Chapter 07 : Regretless
.
.
.
"Selalu ada mendung tebal dan samar rintih halilintar, sebelum mata langit terpejam oleh duka, hujan runtuh di pipi cakrawala." – sabdaliar
.
.
Jungkook sungguh terlihat menawan hari ini. Entah karena ia telah sedikit mendapat dorongan, atau memang suasana hatinya sedang membaik.
Sweater putih dengan motif bunga berwarna ungu dan celana putih. Mungkin jika ada, sebutannya adalah Man in White.
Ia sedang duduk diteras rumahnya kala melihat seorang pemuda yang terlihat tidak asing dimatanya muncul. Matanya membulat kaget.
"Hyung.."
"Hai, Jungkook." Pemuda yang lebih tua darinya itu mengulum senyum simpul lalu duduk disebelahnya.
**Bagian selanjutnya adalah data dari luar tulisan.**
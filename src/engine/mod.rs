//! Rail Session Engine: Integration Layer
//!
//! Wires the rail controller to the headless world and exposes it to hosts:
//!   Bevy app   ←→ `RailShooterPlugin` (Update systems, events)
//!   UE5 / C    ←→ FFI/DLL JSON bridge (`crate::bridge`)
//!
//! A session owns the controller, the input router and handler table, the
//! game mode's pawn class and the fall-through reload cycle.

pub mod config;
pub mod messages;
pub mod plugin;
pub mod session;

pub use config::EngineConfig;
pub use messages::*;
pub use plugin::{EngineResource, RailInputEvent, RailShooterPlugin, SceneReloadedEvent, ShotFiredEvent};
pub use session::RailEngine;

// =====================================================
// Tests
// =====================================================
"Maaf datang tiba-tiba, aku hanya ingin menyampaikan sesuatu yang sangat penting."
Pemuda tersebut menatap mata Jungkook dengan serius, Jungkook hanya diam dan mulai tenggelam. Seakan mengerti tujuan sang pemuda yang hampir mirip dengan kekasihnya datang.
"Taehyung.. dia berpesan padaku, dan dia ingin aku menyampaikannya." Baekhyun, pemuda yang menjadi saks satu-satunya saat kematian Taehyung itu menghela napas lalu menghembuskannya perlahan.
"Dia..."
Jungkook semakin tenggelam, sinar dimatanya mulai mengilang, kosong saat Baekhyun mulai menceritakan kejadian dan pesan terakhir Taehyung untuknya. Ini pertama kalinya dia mendengar secara rinci kejadian yang menimpa kekasihnya tersebut. Ia ingin menangis, tak kuasa mendengar cerita menyayat hati yang Baekhyun katakana. Bagaimana bias cerita mengenaskan tersebut sampai terjadi pada kekasih tersayangnya.
Rasanya seperti didalam kotak tanpa jalan keluar. Sesak, sempit, dan gelap. Belum lagi rasa sakit yang menjalar didadanya.
Baekhyun menatap nanar Jungkook yang terdiam dengan wajah kosong disampingnya. Ia sungguh tak tega namun ia harus mengatakannya.
Bisa kau bayangkan jika kau memiliki kekasih dan tiba-tiba kekasihmu mengalami kecelakaan yang merenggut nyawanya? Kau tahu bagaimana rasanya ditinggal oleh orang yang kau sayangi?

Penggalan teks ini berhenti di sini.